Despite sizable declines among U.S. Treasuries, the Province of Ontario's $2 billion global bond deal was fairly well received by investors yesterday, apparently benefiting from a decision by syndicate officials to push up the timing of the sale.
After German officials moved over the weekend to cut key interest rates, underwriters decided to launch the Ontario offering quickly, hoping to position it as the first U.S. dollar-denominated global deal in the market, a syndicate official said.
The Ontario sale was the largest issue priced yesterday and accounted for the bulk of the session's approximately $3.8 billion of high-grade corporate bond issuance.
In trading, the 30-year U.S. Treasury bond fell as much as one point during the session and finished 3/4 point lower, while the five-year note finished 11/32 easier.

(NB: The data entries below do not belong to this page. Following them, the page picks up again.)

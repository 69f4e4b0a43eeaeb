//! `--format json`: the full `TableRegistry`, one entry per table, serialized
//! with every field `TableDefinition`/`ColumnLineage` carry (sources,
//! confidence, aggregation flags, alternative expressions, ...) -- the
//! programmatic counterpart to `--format pretty`.

use flowscope_core::TableRegistry;
use serde_json::{json, Value};

pub fn export_registry(registry: &TableRegistry) -> Value {
    let mut tables = serde_json::Map::new();
    for table in registry.all_tables() {
        tables.insert(
            table.name.clone(),
            serde_json::to_value(table).expect("TableDefinition always serializes"),
        );
    }
    json!({ "tables": tables })
}

pub fn format_json(registry: &TableRegistry, compact: bool) -> String {
    let value = export_registry(registry);
    if compact {
        serde_json::to_string(&value).expect("serialization cannot fail")
    } else {
        serde_json::to_string_pretty(&value).expect("serialization cannot fail")
    }
}
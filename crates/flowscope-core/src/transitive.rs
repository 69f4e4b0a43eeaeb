//! Transitive Resolver (C12): depth-bounded traversal over a completed
//! `TableRegistry` answering "where did this come from" (`trace_to_source`),
//! "what does this affect" (`find_impact`), and a prose rendering of the
//! former (`explain_calculation`).
//!
//! Holds only a shared reference to the Registry -- it is meant to be
//! constructed lazily from a finished `ScriptResult` (see
//! [`crate::analyzer::ScriptResult::resolver`]) rather than threaded through
//! analysis itself.

use crate::model::{ColumnRef, ExpressionKind, TableType};
use crate::registry::TableRegistry;
use schemars::JsonSchema;
use serde::{Deserialize, Serialize};
use std::collections::HashSet;
use std::fmt::Write as _;

fn ref_key(column: &ColumnRef) -> String {
    format!("{}.{}", column.table.trim().to_lowercase(), column.column.trim().to_lowercase())
}

/// One hop in a `LineagePath`: a column, and (unless it is the path's own
/// starting point) the expression that computed it.
#[derive(Debug, Clone, Serialize, Deserialize, JsonSchema)]
pub struct LineageNode {
    pub column: ColumnRef,
    #[serde(default, skip_serializing_if = "Option::is_none")]
    pub expression: Option<String>,
    #[serde(default, skip_serializing_if = "Option::is_none")]
    pub expression_kind: Option<ExpressionKind>,
    pub table_type: TableType,
}

/// An ordered chain from a query target column down to one of its ultimate
/// sources (spec.md §3). `hops()` is `len() - 1`; the first node is the
/// traced target, the last is a source (or the point the trace gave up).
#[derive(Debug, Clone, Serialize, Deserialize, JsonSchema, Default)]
pub struct LineagePath {
    pub nodes: Vec<LineageNode>,
}

impl LineagePath {
    pub fn hops(&self) -> usize {
        self.nodes.len().saturating_sub(1)
    }

    pub fn target(&self) -> Option<&LineageNode> {
        self.nodes.first()
    }

    pub fn source(&self) -> Option<&LineageNode> {
        self.nodes.last()
    }
}

pub struct TransitiveResolver<'a> {
    registry: &'a TableRegistry,
    max_depth: usize,
}

impl<'a> TransitiveResolver<'a> {
    pub fn new(registry: &'a TableRegistry, max_depth: usize) -> Self {
        Self { registry, max_depth }
    }

    fn node_for(&self, column: &ColumnRef) -> LineageNode {
        let table_type = self
            .registry
            .get_table(&column.table)
            .map(|t| t.table_type)
            .unwrap_or(TableType::External);
        LineageNode {
            column: column.clone(),
            expression: None,
            expression_kind: None,
            table_type,
        }
    }

    /// DFS from `(table, column)` down to every ultimate source (spec.md
    /// §4.14). Each source branches independently: a copy of `visited` and
    /// of the path-so-far is taken before recursing, so one branch's cycle
    /// or depth cutoff never truncates a sibling branch.
    pub fn trace_to_source(&self, table: &str, column: &str) -> Vec<LineagePath> {
        let start = ColumnRef::new(table, column);
        let mut paths = Vec::new();
        let visited = HashSet::new();
        let path = vec![self.node_for(&start)];
        self.trace_inner(&start, path, visited, 0, &mut paths);
        paths
    }

    fn trace_inner(
        &self,
        current: &ColumnRef,
        mut path_so_far: Vec<LineageNode>,
        visited: HashSet<String>,
        depth: usize,
        paths: &mut Vec<LineagePath>,
    ) {
        let key = ref_key(current);
        if visited.contains(&key) || depth >= self.max_depth {
            paths.push(LineagePath { nodes: path_so_far });
            return;
        }

        let Some(table_def) = self.registry.get_table(&current.table) else {
            paths.push(LineagePath { nodes: path_so_far });
            return;
        };

        if table_def.is_source_table {
            paths.push(LineagePath { nodes: path_so_far });
            return;
        }

        let Some(lineage) = table_def.get_column(&current.column) else {
            paths.push(LineagePath { nodes: path_so_far });
            return;
        };

        if let Some(last) = path_so_far.last_mut() {
            last.expression = lineage.expression.clone();
            last.expression_kind = Some(lineage.expression_kind);
        }

        if lineage.sources.is_empty() {
            paths.push(LineagePath { nodes: path_so_far });
            return;
        }

        let mut next_visited = visited;
        next_visited.insert(key);

        for source in &lineage.sources {
            let mut branch_path = path_so_far.clone();
            branch_path.push(self.node_for(source));
            self.trace_inner(source, branch_path, next_visited.clone(), depth + 1, paths);
        }
    }

    /// Reverse DFS: every column anywhere in the Registry whose sources
    /// transitively include `(source_table, source_column)` (spec.md §4.14).
    pub fn find_impact(&self, source_table: &str, source_column: &str) -> Vec<ColumnRef> {
        let start = ColumnRef::new(source_table, source_column);
        let mut impacted = Vec::new();
        let mut seen = HashSet::new();
        self.find_impact_inner(&start, 0, &mut seen, &mut impacted);
        impacted
    }

    fn find_impact_inner(
        &self,
        target: &ColumnRef,
        depth: usize,
        seen: &mut HashSet<String>,
        out: &mut Vec<ColumnRef>,
    ) {
        if depth >= self.max_depth {
            return;
        }
        let target_key = ref_key(target);
        for table_def in self.registry.all_tables() {
            for lineage in table_def.columns.values() {
                let points_here = lineage.sources.iter().any(|s| ref_key(s) == target_key);
                if !points_here {
                    continue;
                }
                let downstream = ColumnRef::new(table_def.name.clone(), lineage.name.clone());
                if !seen.insert(ref_key(&downstream)) {
                    continue;
                }
                out.push(downstream.clone());
                self.find_impact_inner(&downstream, depth + 1, seen, out);
            }
        }
    }

    /// Deduplicated ultimate source tables reached by `trace_to_source`.
    pub fn source_tables_for(&self, table: &str, column: &str) -> Vec<String> {
        let mut seen = HashSet::new();
        let mut tables = Vec::new();
        for path in self.trace_to_source(table, column) {
            if let Some(node) = path.source() {
                if seen.insert(node.column.table.to_lowercase()) {
                    tables.push(node.column.table.clone());
                }
            }
        }
        tables
    }

    /// Human-readable, indented rendering of every `trace_to_source` path,
    /// followed by a one-line summary of the deduplicated ultimate source
    /// tables reached (`source_tables_for`).
    pub fn explain_calculation(&self, table: &str, column: &str) -> String {
        let paths = self.trace_to_source(table, column);
        if paths.is_empty() {
            return format!("{table}.{column}: no lineage information available");
        }

        let mut out = String::new();
        for (i, path) in paths.iter().enumerate() {
            if i > 0 {
                out.push('\n');
            }
            let _ = writeln!(out, "path {}:", i + 1);
            let last_index = path.nodes.len().saturating_sub(1);
            for (depth, node) in path.nodes.iter().enumerate() {
                let indent = "  ".repeat(depth);
                let marker = if depth == last_index {
                    if node.table_type == TableType::External {
                        " (source)"
                    } else {
                        " (direct)"
                    }
                } else {
                    ""
                };
                match (&node.expression, node.expression_kind) {
                    (Some(expr), Some(kind)) => {
                        let _ = writeln!(
                            out,
                            "{indent}{} = {expr} [{kind:?}]{marker}",
                            node.column.qualified_name()
                        );
                    }
                    _ => {
                        let _ = writeln!(out, "{indent}{}{marker}", node.column.qualified_name());
                    }
                }
            }
        }
        let sources = self.source_tables_for(table, column);
        if !sources.is_empty() {
            let _ = writeln!(out, "\nultimate source table(s): {}", sources.join(", "));
        }
        out.trim_end().to_string()
    }
}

Meanwhile, trading among outstanding high grades was choppy, dealers said. In the high-yield market, selected issues moved higher amid moderately active trading.
The Province of Ontario bonds, which mature Oct. 1, 1997, carry a 5.70% coupon. The bonds were originally priced at a 5.8% yield and a spread of 48 basis points over the five-year Treasury bond. Goldman, Sachs & Co. and Merrill Lynch & Co. served as joint lead managers of the deal.
The bonds traded at a spread of as much as 50 basis points over the five-year Treasury, traders said.
The province is rated Aa2 by Moody's Investors Service and AA by Standard & Poor's Corp. The offering marks the province's second direct global bond offering and leaves about $1.5 billion on the province's U.S. shelf.
Proceeds from the bond sale will be used to fund general capital needs for the province, Canada's largest in terms of population and economic activity.
While the Ontario issue saw good demand from a mix of institutional and retail investors, with a good amount of the bonds moving into permanent investor accounts, bonds also may have been stocked by dealers, several market sources said.
"I wouldn't exactly call it a blowout," one corporate dealer said, adding that some investors felt the deal was a little expensive, especially in light of the Treasury market's slippage. "T wouldn't doubt the deal is all,sold," but syndicate members are probably holding some bonds, the dealer added.
Leslie Thompson, director of Ontario's capital markets branch, cited the pricing of the offering before Treasuries began to slip as key to its success.
"It made the timing of our pricing look optimal," Ms. Thompson said.
More than 30% of buyers for the bonds came from the Far East, with an equal amount of demand coming from Europe. The remainder of the offering was split among investors in the United States and Canada, she said.
Unisys Corp. issued $250 million of 9.75% notes, due 1996. The noncallable notes were priced at 99.834 to yield 9.8%. Moody's rates the notes B1, while Standard & Poor's rates it B. Lehman Brothers lead-managed the offering.
Rockwell International issued $300 million of 6.75% notes, due 2002. The noncallable notes were priced at 99.797 to yield 6.778% or 41 basis points over comparable Treasuries. The notes are rated AA2 by Moody's and Aa by Standard & Poor's. UBS Securities Inc. was lead manager of the offering.
Pacific Gas and Electric issued $250 million of 8% first mortgage bonds, due 2025. The noncallable securities were priced at 98.163 or about 84 basis points over the comparable Treasuries. The issue is rated A 1 by Moody's and A by Standard & Poor's. Goldman Sachs placed the winning bid in the competitive sale.
Comerica issued $150 million of 5.95% senior bank notes, due 1997. The notes are priced at 99.963 to yield 5.96% or about 60 basis points over comparable Treasuries. The notes are rated A 1 by Moody's and A by Standard & Poor's. Kidder, Peabody & Co. was lead manager of the offering.